Business Psychology - Latest Findings

Article No. 78
Business Practice Findings, by James Larsen, Ph.D.

Debunking T.V. Advertising Myths

Research reveals new rules for using T.V. advertising to influence sales.

If you use T.V. advertising and are standing up, you'd better sit down. Some of our most cherished rules about T.V. advertising have changed.

Leonard Lodish, from the University of Pennsylvania, led a team that explored T.V. advertising and learned that level of spending for ads does not correspond to sales levels. We thought it did. They also learned that good results with recall and persuasion tests, telling you that people remember your ads and believe your products are good, don't lead to increased sales. We thought that was true, too.

Lodish's team examined data supplied by Information Resources, Inc. (IRI), a Chicago firm, which has an ongoing research program. They identify typical U.S. cities, select five communities that meet their requirements, and receive scanner data from the grocery stores in these cities. Next, they select households and give the adults cards to present when they shop. Checkers scan these cards along with their grocery purchases, and the data goes to IRI. Finally, IRI gains control of T.V. commercials seen in these households by working with local cable T.V. companies and uses this control to conduct advertising experiments.

For example, IRI may test the effect of a new soft drink commercial by splitting their households into 2 groups and showing it 10 times a week to one group and 50 times a week to the second group (a test of advertising weight). IRI monitors purchases of this soft drink made by these households for up to a year and records differences between the 2 groups. If the more frequently seen T.V. ad fails to increase sales for the second group, then the soft drink company would waste money advertising nationally at the heavier rate.

Lodish, et al., examined 389 recent experiments like this, and they quickly realized they'd made a dramatic discovery: 61% of current T.V. advertising fails to stimulate sales, and this arouses our worst fears about advertising, that our ads are part of the useless 61% and we're wasting our money.

Recognizing that the rules for T.V. advertising have changed, Lodish's team returned to their data and searched for patterns that would reveal rules that work today. Here's what they found:

    1. T.V. ads work better for products less than 3 years old, and prime time is best. Tests showed 55% of these ads stimulated sales.
    2. T.V. ads work better for small, less well-established brands lacking clear marketing images.
    3. T.V. ads intended to change existing attitudes are more successful.
    4. T.V. ads for frequently-purchased items, lower-priced items, items in product categories with a wide variety of choices, and items in growing product categories are more successful.
    5. Changes in T.V. ads which keep the message fresh and new stimulate sales, but when a T.V. ad fails to stimulate sales, increasing its frequency or increasing the length of the ad campaign causes a decline in sales.
    6. T.V. ads in product categories that already have a great deal of T.V. advertising don't increase sales.
    7. In-store merchandising promotions quash the effect of T.V. advertising.
    8. T.V. ad campaigns are more successful when they reach out to new users and strive to increase usage among established customers (for example, pointing out a new use for a product).
    9. And finally, T.V. ad campaigns for new products are more successful when ads are run more frequently at the beginning of the campaign. This tactic stimulates trial usage.
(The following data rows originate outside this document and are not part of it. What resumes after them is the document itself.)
//! Transaction service
//!
//! Use cases for recording income, expenses and transfers, settling planned
//! payments and soft-deleting transactions.

use chrono::{DateTime, Utc};

use crate::error::{WalletError, WalletResult};
use crate::models::{
    Account, AccountId, CategoryId, Flow, Money, NotBlankTrimmedString, PositiveAmount, TagId,
    Transaction, TransactionId, TransactionKind, TransactionTime, Transfer, Value,
};
use crate::storage::Storage;

/// Input for an income or expense
#[derive(Debug, Clone)]
pub struct FlowInput {
    pub account: AccountId,
    pub amount: Money,
    pub title: Option<String>,
    pub description: Option<String>,
    pub category: Option<CategoryId>,
    pub time: TransactionTime,
    pub tags: Vec<TagId>,
}

impl FlowInput {
    pub fn new(account: AccountId, amount: Money, time: TransactionTime) -> Self {
        Self {
            account,
            amount,
            title: None,
            description: None,
            category: None,
            time,
            tags: Vec::new(),
        }
    }

    pub fn title(mut self, title: impl Into<String>) -> Self {
        self.title = Some(title.into());
        self
    }

    pub fn category(mut self, category: CategoryId) -> Self {
        self.category = Some(category);
        self
    }
}

/// Input for a transfer. `to_amount` defaults to `amount`.
#[derive(Debug, Clone)]
pub struct TransferInput {
    pub from: AccountId,
    pub amount: Money,
    pub to: AccountId,
    pub to_amount: Option<Money>,
    pub title: Option<String>,
    pub description: Option<String>,
    pub time: TransactionTime,
}

pub struct TransactionService<'a> {
    storage: &'a Storage,
}

impl<'a> TransactionService<'a> {
    pub fn new(storage: &'a Storage) -> Self {
        Self { storage }
    }

    fn active_account(&self, id: AccountId) -> WalletResult<Account> {
        let account = self
            .storage
            .accounts
            .find_by_id(id)?
            .ok_or_else(|| WalletError::account_not_found(id.to_string()))?;
        if account.removed {
            return Err(WalletError::Validation(format!(
                "Account '{}' is archived",
                account.name
            )));
        }
        Ok(account)
    }

    fn check_category(&self, category: Option<CategoryId>) -> WalletResult<()> {
        if let Some(id) = category {
            if self.storage.categories.find_by_id(id)?.is_none() {
                return Err(WalletError::category_not_found(id.to_string()));
            }
        }
        Ok(())
    }

    fn add_flow(&self, input: FlowInput, income: bool) -> WalletResult<Transaction> {
        let account = self.active_account(input.account)?;
        self.check_category(input.category)?;

        let flow = Flow::new(account.id, Value::new(PositiveAmount::new(input.amount)?, account.asset));
        let kind = if income {
            TransactionKind::Income(flow)
        } else {
            TransactionKind::Expense(flow)
        };

        let transaction = Transaction::new(kind, input.time)
            .with_title(NotBlankTrimmedString::optional(input.title.as_deref()))
            .with_description(NotBlankTrimmedString::optional(input.description.as_deref()))
            .with_category(input.category)
            .with_tags(input.tags);
        self.storage.transactions.save(transaction.clone())?;

        tracing::info!(
            id = %transaction.id,
            kind = %transaction.transaction_type(),
            amount = %transaction.kind.primary_value(),
            settled = transaction.settled(),
            "transaction created"
        );
        Ok(transaction)
    }

    pub fn add_income(&self, input: FlowInput) -> WalletResult<Transaction> {
        self.add_flow(input, true)
    }

    pub fn add_expense(&self, input: FlowInput) -> WalletResult<Transaction> {
        self.add_flow(input, false)
    }

    pub fn add_transfer(&self, input: TransferInput) -> WalletResult<Transaction> {
        let from = self.active_account(input.from)?;
        let to = self.active_account(input.to)?;

        let from_value = Value::new(PositiveAmount::new(input.amount)?, from.asset);
        let to_value = Value::new(
            PositiveAmount::new(input.to_amount.unwrap_or(input.amount))?,
            to.asset,
        );
        let transfer = Transfer::new(from.id, from_value, to.id, to_value)?;

        let transaction = Transaction::new(TransactionKind::Transfer(transfer), input.time)
            .with_title(NotBlankTrimmedString::optional(input.title.as_deref()))
            .with_description(NotBlankTrimmedString::optional(input.description.as_deref()));
        self.storage.transactions.save(transaction.clone())?;

        tracing::info!(
            id = %transaction.id,
            from = %from.name,
            to = %to.name,
            "transfer created"
        );
        Ok(transaction)
    }

    pub fn get(&self, id: TransactionId) -> WalletResult<Option<Transaction>> {
        self.storage.transactions.find_by_id(id)
    }

    /// Find by full UUID or the short display form
    pub fn find(&self, identifier: &str) -> WalletResult<Option<Transaction>> {
        let identifier = identifier.trim();
        if let Ok(id) = identifier.parse::<TransactionId>() {
            return self.get(id);
        }
        Ok(self
            .storage
            .transactions
            .find_all(true)?
            .into_iter()
            .find(|t| t.id.to_string() == identifier))
    }

    pub fn require(&self, identifier: &str) -> WalletResult<Transaction> {
        self.find(identifier)?
            .ok_or_else(|| WalletError::transaction_not_found(identifier))
    }

    /// Active transactions, newest first
    pub fn list(&self) -> WalletResult<Vec<Transaction>> {
        self.storage.transactions.find_all(false)
    }

    pub fn list_for_account(&self, account: AccountId) -> WalletResult<Vec<Transaction>> {
        self.storage.transactions.find_by_account(account)
    }

    /// Turn a planned transaction into a settled one at `at`
    pub fn settle(&self, id: TransactionId, at: DateTime<Utc>) -> WalletResult<Transaction> {
        let transaction = self
            .get(id)?
            .ok_or_else(|| WalletError::transaction_not_found(id.to_string()))?;
        if transaction.settled() {
            return Err(WalletError::Validation(format!(
                "Transaction {} is already settled",
                id
            )));
        }

        let transaction = transaction.settle(at);
        self.storage.transactions.save(transaction.clone())?;

        tracing::info!(id = %transaction.id, at = %at, "transaction settled");
        Ok(transaction)
    }

    /// Soft delete
    pub fn remove(&self, id: TransactionId) -> WalletResult<Transaction> {
        let transaction = self
            .get(id)?
            .ok_or_else(|| WalletError::transaction_not_found(id.to_string()))?;
        if transaction.removed {
            return Err(WalletError::Validation(format!(
                "Transaction {} is already removed",
                id
            )));
        }

        let transaction = transaction.mark_removed();
        self.storage.transactions.save(transaction.clone())?;

        tracing::info!(id = %transaction.id, "transaction removed");
        Ok(transaction)
    }

    pub fn set_category(
        &self,
        id: TransactionId,
        category: Option<CategoryId>,
    ) -> WalletResult<Transaction> {
        let transaction = self
            .get(id)?
            .ok_or_else(|| WalletError::transaction_not_found(id.to_string()))?;
        self.check_category(category)?;

        let transaction = transaction.with_category(category);
        self.storage.transactions.save(transaction.clone())?;
        Ok(transaction)
    }
}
Lordish's team suggests manufacturers create their own lead markets, and carry out advertising experiments similar to IRI's program. Here's how: 1) Select a relatively self-contained community in your market and note the current level of sales. 2) Eliminate all T.V. ads for this area. 3) Monitor sales levels for 6-12 months, and if they don't decline, eliminate T.V. ads for your whole market while continuing to monitor your lead market. It will alert you with falling sales if you need to resume T.V. ads. When sales do fall, use this 6-12 month cushion to test commercials, and when you find one that increases sales, you can use it with confidence in your entire market. It is the results of these experiments that retailers should ask to see when asked to devote more shelf space to a manufacturer's products.

Reference: Lodish, Leonard, Magid Abraham, Stuart Kalmenson, Jeanne Livelsberger, Beth Lubetkin, Bruce Richardson, and Mary Ellen Stevens (1995). How T.V. Advertising Works: A Meta-Analysis of 389 Real World Split Cable T.V. Advertising Experiments. Journal of Marketing Research, 32 (May), 125-139.